Dust jacket. All illustrations © William Pène du Bois.
Here’s a book I didn’t know existed but was delighted to find in a used bookstore recently. I’d heard of the humorous Jules Verne short story, and might even have read it once, but the real delight came from the wonderful illustrations by du Bois, a favorite author and illustrator of books for children in his own right. While many of his own books are mostly pictures, several are novels for older children, including the Newbery award-winning “The 21 Balloons,” and equally wonderful “Peter Graves” and “The Giant.” Though born in New Jersey, du Bois spent ages eight to fourteen in Paris, and perhaps came to love the work of Jules Verne there. Much of his own work follows similar themes of science fictional adventure stories.
In addition to the illustrations on every two-page spread throughout, the book’s unusual design gives it additional charm. You read the entire book sideways, with each spread forming a large page, as seen above. There’s an introduction by science writer Willy Ley outlining Verne’s life, and an afterword by Dr. Hubertus Strughold analyzing the science in the story.
Front cover of the book inside the dust jacket.
The story itself is only mildly amusing. Dr. Ox and his assistant Ygene have come to a small, bucolic Flemish town in mid 1800s northern Belgium where little has changed in hundreds of years, and the entire populace and their animals have become lethargic and extremely slow in every way. For instance, at the local opera house, the musical pace is so slow that it takes an entire day to perform one act of an opera. The most important men in local government are the Burgomaster Van Tricasse and his friend Counselor Niklausse who run things by doing as little as possible. Somehow Dr. Ox has convinced them to set up a new gasworks that he says will supply the entire area with gas-fueled lighting, and the plant and infrastructure is soon built, but actual lights seem to be taking a long time to arrive.
As the story progresses, we find out the real “experiment” is to flood the town with pure oxygen to see what effect it might have on people, animals and plants. The effects on people are soon seen where the gas is being emitted: everyone becomes animated, energetic and soon excitable, irritable, argumentative and even violent. Animals are equally affected. Plants achieve such vigorous growth that giant vegetables and fruits are soon being produced. Eventually the town is so roused to action that they decide to declare war on a neighboring town and gather to march on it.

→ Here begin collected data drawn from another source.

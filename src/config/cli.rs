use std::path::PathBuf;

use clap::{Args, Parser, Subcommand, ValueHint, builder::BoolishValueParser};

/// Command-line arguments for the Yatube binary.
#[derive(Debug, Parser)]
#[command(name = "yatube", version, about = "Yatube community blog server")]
pub struct CliArgs {
    /// Optional path to a configuration file.
    #[arg(
        long = "config-file",
        env = "YATUBE_CONFIG_FILE",
        value_name = "PATH",
        value_hint = ValueHint::FilePath
    )]
    pub config_file: Option<PathBuf>,

    #[command(subcommand)]
    pub command: Option<Command>,
}

#[derive(Debug, Subcommand, Clone)]
pub enum Command {
    /// Run migrations and the public and admin HTTP listeners.
    Serve(Box<ServeArgs>),
    /// Manage post groups.
    Groups(GroupsArgs),
    /// Manage user accounts.
    Users(UsersArgs),
}

#[derive(Debug, Args, Default, Clone)]
pub struct DatabaseOverride {
    /// Override the database connection URL.
    #[arg(long = "database-url", value_name = "URL")]
    pub database_url: Option<String>,
}

#[derive(Debug, Args, Default, Clone)]
pub struct ServeArgs {
    #[command(flatten)]
    pub overrides: ServeOverrides,
}

#[derive(Debug, Args, Default, Clone)]
pub struct ServeOverrides {
    /// Override the public listener host.
    #[arg(long = "server-host", value_name = "HOST")]
    pub server_host: Option<String>,

    /// Override the administrative listener host.
    #[arg(long = "server-admin-host", value_name = "HOST")]
    pub server_admin_host: Option<String>,

    /// Override the public listener port.
    #[arg(long = "server-public-port", value_name = "PORT")]
    pub public_port: Option<u16>,

    /// Override the administrative listener port.
    #[arg(long = "server-admin-port", value_name = "PORT")]
    pub admin_port: Option<u16>,

    /// Override the base log level (trace|debug|info|warn|error).
    #[arg(long = "log-level", value_name = "LEVEL")]
    pub log_level: Option<String>,

    /// Toggle JSON logging.
    #[arg(
        long = "log-json",
        value_name = "BOOL",
        value_parser = BoolishValueParser::new()
    )]
    pub log_json: Option<bool>,

    /// Override the database connection URL.
    #[arg(long = "database-url", value_name = "URL")]
    pub database_url: Option<String>,

    /// Override the database pool size.
    #[arg(long = "database-max-connections", value_name = "COUNT")]
    pub database_max_connections: Option<u32>,

    /// Override the media directory.
    #[arg(long = "media-directory", value_name = "PATH")]
    pub media_directory: Option<PathBuf>,

    /// Override the maximum request size for post forms in bytes.
    #[arg(long = "media-max-request-bytes", value_name = "BYTES")]
    pub media_max_request_bytes: Option<u64>,

    /// Override the number of posts per page.
    #[arg(long = "pagination-page-size", value_name = "COUNT")]
    pub pagination_page_size: Option<u32>,

    /// Enable the main feed page cache.
    #[arg(
        long = "cache-enabled",
        value_name = "BOOL",
        value_parser = BoolishValueParser::new()
    )]
    pub cache_enabled: Option<bool>,

    /// Override the page cache timeout.
    #[arg(long = "cache-timeout-seconds", value_name = "SECONDS")]
    pub cache_timeout_seconds: Option<u64>,

    /// Mark session cookies as Secure.
    #[arg(
        long = "auth-secure-cookies",
        value_name = "BOOL",
        value_parser = BoolishValueParser::new()
    )]
    pub auth_secure_cookies: Option<bool>,
}

#[derive(Debug, Args, Clone)]
pub struct GroupsArgs {
    #[command(flatten)]
    pub database: DatabaseOverride,

    #[command(subcommand)]
    pub command: GroupsCommand,
}

#[derive(Debug, Subcommand, Clone)]
pub enum GroupsCommand {
    /// Create a group.
    Create(CreateGroupArgs),
    /// Print every group as `slug<TAB>title`.
    List,
}

#[derive(Debug, Args, Clone)]
pub struct CreateGroupArgs {
    #[arg(long, value_name = "TITLE")]
    pub title: String,

    /// Slug used in `/group/{slug}/`; derived from the title when omitted.
    #[arg(long, value_name = "SLUG")]
    pub slug: Option<String>,

    #[arg(long, value_name = "TEXT", default_value = "")]
    pub description: String,
}

#[derive(Debug, Args, Clone)]
pub struct UsersArgs {
    #[command(flatten)]
    pub database: DatabaseOverride,

    #[command(subcommand)]
    pub command: UsersCommand,
}

#[derive(Debug, Subcommand, Clone)]
pub enum UsersCommand {
    /// Create an account.
    Create(CreateUserArgs),
}

#[derive(Debug, Args, Clone)]
pub struct CreateUserArgs {
    #[arg(long, value_name = "USERNAME")]
    pub username: String,

    #[arg(long, env = "YATUBE_USER_PASSWORD", value_name = "PASSWORD")]
    pub password: String,

    #[arg(long, value_name = "EMAIL", default_value = "")]
    pub email: String,

    #[arg(long = "first-name", value_name = "NAME", default_value = "")]
    pub first_name: String,

    #[arg(long = "last-name", value_name = "NAME", default_value = "")]
    pub last_name: String,
}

This is more of a social comedy than a real science fiction tale, and Verne’s ideas about humor are rather bland and obvious. The illustrations are generally more amusing than the text. The afterword by Strughold explains that, though based on ideas of the time, the science in the book is actually wrong in most areas, and oxygen, while dangerous if breathed in large amounts for long periods, does not have the effects described. I love some of Verne’s adventure stories, but humor was not his forte. I’m still delighted with this book because of all the terrific art and design.